Gilberto, proprietario della Benetton Treviso, mette la parola fine al caso della penalizzazione della squadra di basket: "Torneremo ancora più agguerriti"
PONZANO VENETO (Tv), 17 maggio 2007 - Fuori dalla secentesca Villa Minelli, a Ponzano Veneto, ci sono i colori uniti della primavera della Marca trevigiana e del primo storico stabilimento Benetton, oggi quartier generale di un gruppo che fattura 8 miliardi di euro e ha una "popolazione" di 60.000 persone. Dentro l’ala sinistra dello splendido edificio, il viso di Gilberto Benetton, uno dei quattro fratelli fondatori dell’impero, non è allineato allo splendore della giornata. L’intervista è densa di aggettivi come "offeso, umiliato, macchiato, amareggiato, tradito", che tornano spesso a spezzare la conversazione, anche quando si supera il misfatto. Cioè la penalizzazione del Benetton basket di 15 punti, poi ridotti a 12 per un tesseramento irregolare. E la conseguente perdita dei playoff e dell’Eurolega l’anno prossimo.

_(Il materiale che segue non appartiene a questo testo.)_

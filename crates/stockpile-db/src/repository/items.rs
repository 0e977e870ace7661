//! # Item Row Repository
//!
//! Owner-scoped storage for the `items` table.
//!
//! ## Upsert Semantics
//! ```text
//! upsert_many([row1, row2, ...])        one transaction per call
//!     │
//!     ├── (id, owner_id) absent  → INSERT
//!     └── (id, owner_id) present → UPDATE every column, deleted_at = NULL
//! ```
//!
//! A batch either lands completely or not at all. Re-upserting a
//! soft-deleted row brings it back.

use chrono::{DateTime, Utc};
use sqlx::sqlite::SqliteRow;
use sqlx::{Row, SqlitePool};
use tracing::debug;

use stockpile_core::{ItemFields, ItemRow};

use super::{bind_u64, column_u32, column_u64};
use crate::error::DbResult;

/// Repository for the `items` table.
#[derive(Debug, Clone)]
pub struct ItemRowRepository {
    pool: SqlitePool,
}

impl ItemRowRepository {
    /// Creates a new ItemRowRepository.
    pub fn new(pool: SqlitePool) -> Self {
        ItemRowRepository { pool }
    }

    /// Inserts or overwrites every row in `rows` inside one transaction.
    pub async fn upsert_many(&self, rows: &[ItemRow]) -> DbResult<usize> {
        if rows.is_empty() {
            return Ok(0);
        }

        debug!(count = rows.len(), "Upserting item rows");

        let mut tx = self.pool.begin().await?;

        for row in rows {
            let fields = serde_json::to_string(&row.fields)?;
            let version = bind_u64("items.version", row.version)?;

            sqlx::query(
                r#"
                INSERT INTO items (
                    id, owner_id, category, sub_type, name, quantity, location,
                    fields, added_date, property_id, version, updated_at, deleted_at
                ) VALUES (
                    ?1, ?2, ?3, ?4, ?5, ?6, ?7,
                    ?8, ?9, ?10, ?11, ?12, ?13
                )
                ON CONFLICT(id, owner_id) DO UPDATE SET
                    category = excluded.category,
                    sub_type = excluded.sub_type,
                    name = excluded.name,
                    quantity = excluded.quantity,
                    location = excluded.location,
                    fields = excluded.fields,
                    added_date = excluded.added_date,
                    property_id = excluded.property_id,
                    version = excluded.version,
                    updated_at = excluded.updated_at,
                    deleted_at = excluded.deleted_at
                "#,
            )
            .bind(&row.id)
            .bind(&row.owner_id)
            .bind(&row.category)
            .bind(&row.sub_type)
            .bind(&row.name)
            .bind(i64::from(row.quantity))
            .bind(&row.location)
            .bind(fields)
            .bind(row.added_date)
            .bind(&row.property_id)
            .bind(version)
            .bind(row.updated_at)
            .bind(row.deleted_at)
            .execute(&mut *tx)
            .await?;
        }

        tx.commit().await?;
        Ok(rows.len())
    }

    /// Lists the owner's live rows, most recently updated first.
    pub async fn list_live(&self, owner_id: &str) -> DbResult<Vec<ItemRow>> {
        let rows = sqlx::query(
            r#"
            SELECT id, owner_id, category, sub_type, name, quantity, location,
                   fields, added_date, property_id, version, updated_at, deleted_at
            FROM items
            WHERE owner_id = ?1 AND deleted_at IS NULL
            ORDER BY updated_at DESC
            "#,
        )
        .bind(owner_id)
        .fetch_all(&self.pool)
        .await?;

        rows.iter().map(map_item_row).collect()
    }

    /// Soft-deletes the owner's rows with the given ids.
    pub async fn soft_delete(
        &self,
        owner_id: &str,
        ids: &[String],
        at: DateTime<Utc>,
    ) -> DbResult<u64> {
        let mut tx = self.pool.begin().await?;
        let mut affected = 0;

        for id in ids {
            let result = sqlx::query(
                "UPDATE items SET deleted_at = ?1 WHERE id = ?2 AND owner_id = ?3 AND deleted_at IS NULL",
            )
            .bind(at)
            .bind(id)
            .bind(owner_id)
            .execute(&mut *tx)
            .await?;
            affected += result.rows_affected();
        }

        tx.commit().await?;
        debug!(owner_id = %owner_id, affected, "Soft-deleted item rows");
        Ok(affected)
    }

    /// Counts the owner's live rows.
    pub async fn count_live(&self, owner_id: &str) -> DbResult<i64> {
        let count: i64 = sqlx::query_scalar(
            "SELECT COUNT(*) FROM items WHERE owner_id = ?1 AND deleted_at IS NULL",
        )
        .bind(owner_id)
        .fetch_one(&self.pool)
        .await?;

        Ok(count)
    }
}

fn map_item_row(row: &SqliteRow) -> DbResult<ItemRow> {
    let fields_json: String = row.try_get("fields")?;
    let fields: ItemFields = serde_json::from_str(&fields_json)?;

    Ok(ItemRow {
        id: row.try_get("id")?,
        owner_id: row.try_get("owner_id")?,
        category: row.try_get("category")?,
        sub_type: row.try_get("sub_type")?,
        name: row.try_get("name")?,
        quantity: column_u32("items.quantity", row.try_get("quantity")?)?,
        location: row.try_get("location")?,
        fields,
        added_date: row.try_get("added_date")?,
        property_id: row.try_get("property_id")?,
        version: column_u64("items.version", row.try_get("version")?)?,
        updated_at: row.try_get("updated_at")?,
        deleted_at: row.try_get("deleted_at")?,
    })
}

#[cfg(test)]
mod tests {
    use super::*;
    use crate::pool::{Database, DbConfig};
    use chrono::Duration;
    use stockpile_core::Item;

    fn row(name: &str, owner: &str, at: DateTime<Utc>) -> ItemRow {
        let mut item = Item::new("food", name);
        item.fields.notes = Some("pantry".into());
        ItemRow::for_push(&item, owner, at)
    }

    #[tokio::test]
    async fn test_upsert_and_list_live() {
        let db = Database::new(DbConfig::in_memory()).await.unwrap();
        let repo = db.items();
        let now = Utc::now();

        let older = row("Rice", "alice", now - Duration::seconds(10));
        let newer = row("Beans", "alice", now);
        let other = row("Salt", "bob", now);

        assert_eq!(repo.upsert_many(&[older.clone(), newer.clone(), other]).await.unwrap(), 3);

        let live = repo.list_live("alice").await.unwrap();
        assert_eq!(live.len(), 2);
        assert_eq!(live[0].name, "Beans");
        assert_eq!(live[1].name, "Rice");
        assert_eq!(live[1].fields.notes.as_deref(), Some("pantry"));
        assert_eq!(live[1].version, 1);
    }

    #[tokio::test]
    async fn test_upsert_overwrites_same_key() {
        let db = Database::new(DbConfig::in_memory()).await.unwrap();
        let repo = db.items();

        let mut r = row("Rice", "alice", Utc::now());
        repo.upsert_many(&[r.clone()]).await.unwrap();

        r.quantity = 9;
        r.version = 2;
        repo.upsert_many(&[r.clone()]).await.unwrap();

        let live = repo.list_live("alice").await.unwrap();
        assert_eq!(live.len(), 1);
        assert_eq!(live[0].quantity, 9);
        assert_eq!(live[0].version, 2);
    }

    #[tokio::test]
    async fn test_soft_delete_hides_row() {
        let db = Database::new(DbConfig::in_memory()).await.unwrap();
        let repo = db.items();

        let r = row("Rice", "alice", Utc::now());
        repo.upsert_many(&[r.clone()]).await.unwrap();

        let n = repo.soft_delete("alice", &[r.id.clone()], Utc::now()).await.unwrap();
        assert_eq!(n, 1);
        assert_eq!(repo.count_live("alice").await.unwrap(), 0);

        // Upserting again brings it back.
        repo.upsert_many(&[r]).await.unwrap();
        assert_eq!(repo.count_live("alice").await.unwrap(), 1);
    }

    #[tokio::test]
    async fn test_zero_quantity_rejected_by_check() {
        let db = Database::new(DbConfig::in_memory()).await.unwrap();
        let mut r = row("Rice", "alice", Utc::now());
        r.quantity = 0;

        let err = db.items().upsert_many(&[r]).await.unwrap_err();
        assert!(matches!(err, crate::DbError::ConstraintViolation(_)));
    }
}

Signor Benetton, avete minacciato di non fermarvi al verdetto della Camera di Conciliazione del Coni, ma di adire il Tar, cioè la magistratura ordinaria.
"Non credo più alla giustizia sportiva. Questa è giustizia politica. Mi sono fatto un’idea del nostro futuro e su chi ha emesso quel verdetto. Ma nonostante questo, rinuncio al Tar, proprio per non dare a questa gente l’ulteriore soddisfazione di discutere del caso. Non mi lamento, non voglio dare adito a dubbi e sospetti. Non ho mai cercato scambi col nostro ruolo nel movimento e nel sociale. Meglio chiudere qui la partita e che ognuno tragga le proprie conclusioni su ciò che è successo".
E qual è la sua?
"Aspettavamo una condanna: avevamo sbagliato e la meritavamo. Anche se l’episodio è avvenuto all’insaputa della società. Ma quella sentenza è suonata come una condanna a morte, per di più in tempi "chirurgici", cioè alla vigilia dell’ultima partita: un paio di nostre sconfitte in più sul campo e saremmo retrocessi. Penso che ci siano state pressioni per arrivare a questo. Per esempio di altri club concorrenti. In parte lo capisco: abbiamo vinto 3 scudetti negli ultimi 5 campionati, quest’anno supercoppa e coppa Italia. Siamo diventati ingombranti: si percepiva nell’aria. Meno comprendo le istituzioni sportive, con le quali il mio rapporto sarà diverso d’ora in poi. C’era sempre stato da parte nostra slancio, voglia di costruire. Non ho spirito di vendetta ma il segno di questa ferita resterà, mi sento tradito".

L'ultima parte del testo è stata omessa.